Prof Maylam was delivering his Vice-Chancellor's 2011 Distinguished Senior Research Award lecture entitled: "Forty years of historical research in South Africa: some general trends and personal recollections".

He says this approach viewed apartheid more as modes of class exploitation than as racial segregation. With cheap, migrant labour, on which the early gold-mining industry depended, “a system developed that enabled the industry to become highly profitable, but also brought in its wake far-reaching consequences – a pattern of white racial domination, together with a widespread social breakdown in town and countryside, largely precipitated by the migrant labour system.”

He later touched on how many historians consider the mining industry as old-hat, “but the events of recent weeks tell us that the industry is still at the centre of class struggles that continue to rage in the country that is the most unequal in the world”.

In outlining the history of the Durban system of so-called native administration, he criticised “the assumption that the main culpability for apartheid rests on the shoulders of the Afrikaner-dominated National Party”.

The foundations of apartheid were firmly laid before 1948, and cities like Durban pioneered the development of urban apartheid. “There is a tendency on the part of English-speakers to deny responsibility for past and present wrongs – what I call ‘the clean hands syndrome’ – ‘we were not responsible for apartheid, nor were we tainted by the violence that ravaged the country during the liberation struggle’. There is complicity in the past and this need to be acknowledged.”

Noting that white English speakers haven’t taken centre stage as political leaders in South Africa, he added “One of the last significant English-speaking political leaders to enjoy power was Cecil Rhodes, 120 years ago, as prime minister of the Cape”.

Prof Maylam focussed his research on Cecil Rhodes in 2000 when there were three centenaries looming: the centenary of Rhodes’ death in 2002, the centenary of the Rhodes Scholarships in 2003, and of the university itself in 2004. Intending to write only an article, he found an abundance of material to work with including over 30 biographies, novels and statues and memorials.

“The more I delved into his own private papers, the more I discovered about his dealings, the less I liked him.

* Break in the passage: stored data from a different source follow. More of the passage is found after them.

//! Loopback HTTP listener that captures the provider's redirect.
//!
//! The listener runs as a background task for the duration of one
//! authorization. The first request to the redirect path that carries the
//! expected `state` and a `code` (or an `error`) is answered and its result handed to the waiting
//! flow through a `oneshot` channel; every later request is answered but
//! ignored. [`RedirectListener::shutdown`] stops accepting, cancels open
//! connections and joins the task, releasing the port.

use std::io;
use std::net::{IpAddr, Ipv4Addr, SocketAddr};
use std::sync::{Arc, Mutex};
use std::time::Duration;

use tokio::io::{AsyncBufReadExt, AsyncWrite, AsyncWriteExt, BufReader};
use tokio::net::{TcpListener, TcpStream};
use tokio::sync::oneshot;
use tokio::task::{JoinHandle, JoinSet};
use tracing::{debug, info, warn};
use url::Url;

use crate::error::{Error, Result};

/// Body returned to the browser once the code has been captured.
pub const SUCCESS_BODY: &str = "You may now close this window.";

/// Upper bound on header lines read from one request.
const MAX_HEADER_LINES: usize = 100;

type CodeSlot = Arc<Mutex<Option<oneshot::Sender<Result<String>>>>>;

/// A running redirect listener.
#[derive(Debug)]
pub struct RedirectListener {
    local_addr: SocketAddr,
    path: String,
    code_rx: oneshot::Receiver<Result<String>>,
    shutdown_tx: oneshot::Sender<()>,
    handle: JoinHandle<()>,
}

impl RedirectListener {
    /// Binds `addr` and starts serving `path` in a background task.
    ///
    /// When `state` is set, a redirect whose `state` parameter is missing or
    /// differs from it is answered with 400 and otherwise ignored.
    ///
    /// # Errors
    ///
    /// Returns [`Error::ListenerBind`] if the address is unavailable.
    pub async fn bind(addr: SocketAddr, path: &str, state: Option<String>) -> Result<Self> {
        let listener = TcpListener::bind(addr)
            .await
            .map_err(|source| Error::ListenerBind { addr, source })?;
        let local_addr = listener.local_addr()?;
        info!("Listening for the authorization redirect on {local_addr}");

        let (code_tx, code_rx) = oneshot::channel();
        let (shutdown_tx, shutdown_rx) = oneshot::channel();
        let route = Route {
            path: path.to_string(),
            state,
            slot: Arc::new(Mutex::new(Some(code_tx))),
        };

        let handle = tokio::spawn(serve(listener, shutdown_rx, route));

        Ok(Self {
            local_addr,
            path: path.to_string(),
            code_rx,
            shutdown_tx,
            handle,
        })
    }

    /// Returns the bound address.
    #[must_use]
    pub const fn local_addr(&self) -> SocketAddr {
        self.local_addr
    }

    /// The redirect URI that lands on this listener.
    #[must_use]
    pub fn redirect_uri(&self) -> String {
        let mut addr = self.local_addr;
        if addr.ip().is_unspecified() {
            addr.set_ip(IpAddr::V4(Ipv4Addr::LOCALHOST));
        }
        format!("http://{addr}{}", self.path)
    }

    /// Waits for the redirect and returns the authorization code.
    ///
    /// Waits indefinitely when `timeout` is `None`.
    ///
    /// # Errors
    ///
    /// Returns the error carried by the redirect, [`Error::Timeout`] if the
    /// wait elapses, or [`Error::ListenerClosed`] if the listener stopped first.
    pub async fn wait_for_code(&mut self, timeout: Option<Duration>) -> Result<String> {
        let received = match timeout {
            Some(limit) => tokio::time::timeout(limit, &mut self.code_rx)
                .await
                .map_err(|_| Error::Timeout(limit))?,
            None => (&mut self.code_rx).await,
        };

        received.map_err(|_| Error::ListenerClosed)?
    }

    /// Stops the listener and waits for its task to finish.
    ///
    /// # Errors
    ///
    /// Returns an error if the listener task panicked.
    pub async fn shutdown(self) -> Result<()> {
        // The task may already be gone, in which case there is nobody to tell
        let _ = self.shutdown_tx.send(());
        self.handle
            .await
            .map_err(|e| Error::Io(io::Error::other(format!("listener task failed: {e}"))))?;
        debug!("Redirect listener on {} stopped", self.local_addr);
        Ok(())
    }
}

#[derive(Clone)]
struct Route {
    path: String,
    state: Option<String>,
    slot: CodeSlot,
}

async fn serve(listener: TcpListener, mut shutdown: oneshot::Receiver<()>, route: Route) {
    let mut connections = JoinSet::new();

    loop {
        tokio::select! {
            _ = &mut shutdown => break,
            accepted = listener.accept() => match accepted {
                Ok((stream, peer)) => {
                    debug!("Redirect listener accepted connection from {peer}");
                    let route = route.clone();
                    connections.spawn(async move {
                        if let Err(e) = handle_connection(stream, &route).await {
                            debug!("Redirect connection from {peer} failed: {e}");
                        }
                    });
                }
                Err(e) => warn!("Redirect listener accept failed: {e}"),
            },
            Some(_) = connections.join_next(), if !connections.is_empty() => {}
        }
    }

    // Browsers keep idle connections open; cancel them so the port is released
    connections.shutdown().await;
}

async fn handle_connection(mut stream: TcpStream, route: &Route) -> io::Result<()> {
    let (reader, mut writer) = stream.split();
    let mut reader = BufReader::new(reader);

    let mut request_line = String::new();
    if reader.read_line(&mut request_line).await? == 0 {
        return Ok(());
    }

    let mut header = String::new();
    for _ in 0..MAX_HEADER_LINES {
        header.clear();
        if reader.read_line(&mut header).await? == 0 || header.trim_end().is_empty() {
            break;
        }
    }

    let reply = route.dispatch(&request_line);
    write_response(&mut writer, reply.status, &reply.body).await?;

    // Answer the browser before the flow moves on and tears the listener down
    if let Some(outcome) = reply.outcome
        && let Some(sender) = route.take_sender()
    {
        let _ = sender.send(outcome);
    }

    Ok(())
}

struct Reply {
    status: Status,
    body: String,
    outcome: Option<Result<String>>,
}

impl Reply {
    fn new(status: Status, body: impl Into<String>) -> Self {
        Self {
            status,
            body: body.into(),
            outcome: None,
        }
    }

    fn deliver(mut self, outcome: Result<String>) -> Self {
        self.outcome = Some(outcome);
        self
    }
}

#[derive(Debug, Clone, Copy, PartialEq, Eq)]
enum Status {
    Ok,
    BadRequest,
    NotFound,
    Conflict,
}

impl Status {
    const fn line(self) -> &'static str {
        match self {
            Self::Ok => "200 OK",
            Self::BadRequest => "400 Bad Request",
            Self::NotFound => "404 Not Found",
            Self::Conflict => "409 Conflict",
        }
    }
}

impl Route {
    fn take_sender(&self) -> Option<oneshot::Sender<Result<String>>> {
        self.slot.lock().ok().and_then(|mut slot| slot.take())
    }

    fn is_delivered(&self) -> bool {
        self.slot.lock().map_or(true, |slot| slot.is_none())
    }

    fn dispatch(&self, request_line: &str) -> Reply {
        let mut parts = request_line.split_whitespace();
        let (Some(method), Some(target)) = (parts.next(), parts.next()) else {
            return Reply::new(Status::BadRequest, "Bad Request");
        };

        let Ok(url) = Url::parse(&format!("http://localhost{target}")) else {
            return Reply::new(Status::BadRequest, "Bad Request");
        };

        if method != "GET" || url.path() != self.path {
            return Reply::new(Status::NotFound, "Not Found");
        }

        let param = |name: &str| {
            url.query_pairs()
                .find(|(key, _)| key == name)
                .map(|(_, value)| value.into_owned())
        };

        if self.is_delivered() {
            return Reply::new(Status::Conflict, "Authorization already received.");
        }

        if let Some(expected) = &self.state
            && param("state").as_deref() != Some(expected.as_str())
        {
            warn!("Ignoring redirect with a missing or unexpected state value");
            return Reply::new(Status::BadRequest, "State mismatch.");
        }

        if let Some(error) = param("error") {
            let outcome = if error == "access_denied" {
                Error::AccessDenied
            } else {
                Error::oauth_error(error, param("error_description").unwrap_or_default())
            };
            return Reply::new(Status::BadRequest, "Authorization failed.").deliver(Err(outcome));
        }

        match param("code").filter(|code| !code.is_empty()) {
            Some(code) => Reply::new(Status::Ok, SUCCESS_BODY).deliver(Ok(code)),
            None => Reply::new(Status::BadRequest, "Missing authorization code."),
        }
    }
}

async fn write_response<W>(writer: &mut W, status: Status, body: &str) -> io::Result<()>
where
    W: AsyncWrite + Unpin,
{
    let response = format!(
        "HTTP/1.1 {}\r\nContent-Type: text/plain; charset=utf-8\r\nContent-Length: {}\r\nConnection: close\r\n\r\n{body}",
        status.line(),
        body.len(),
    );
    writer.write_all(response.as_bytes()).await?;
    writer.flush().await?;
    writer.shutdown().await
}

But somehow he managed to find his way into the titles of two of my books, and I have spent 25 years of my life studying and working at an institution named after him – happily I may add.”

After deciding he would like to research “more likable people” he asked friends and colleagues to think of a world leader they admired.  He selected six 20th-century heads of government –including Nelson Mandela– who displayed certain desirable qualities in the way in which they governed, and wrote 15 000-word biographical essays on each of them.

Drawing attention to a challenge that faces many academics today, Prof Maylam says he believes there exists “a crisis of research overproduction and under-consumption” with a great number of journal articles being published “that hardly anybody is reading – a consequence of the ‘publish or perish’ syndrome”.  He says academics are pressured to spend a great deal of time producing research outputs, in turn having less time to “read this growing body of literature”.

Being keen to pass on some advice to young researchers, he spoke at length about juggling the pressures of research and writing, admin and community engagement, advising not to be too overwhelmed by these demands.

“Think positively about what you are achieving, not negatively about those areas in which you feel you are not meeting the demands.” He further advised academics to not just ‘follow the money’ by engaging in research if there’s funding for it- “especially if the field does not particularly interest you”. In short, “Try to discover as soon as possible the research area that really interests and excites you.”

“There needs to be a higher purpose – a desire to make some kind of contribution to society, perhaps an emancipatory one.”

Prof Maylam was bestowed Distinguished Professor in April this year. He is an accomplished researcher, writer and lecturer. He has written over five books and co-edited a sixth.  He is the only academic to receive the Vice-Chancellor’s Book Award twice and has been an HOD for over 23 consecutive years, both at the University of Natal and Rhodes.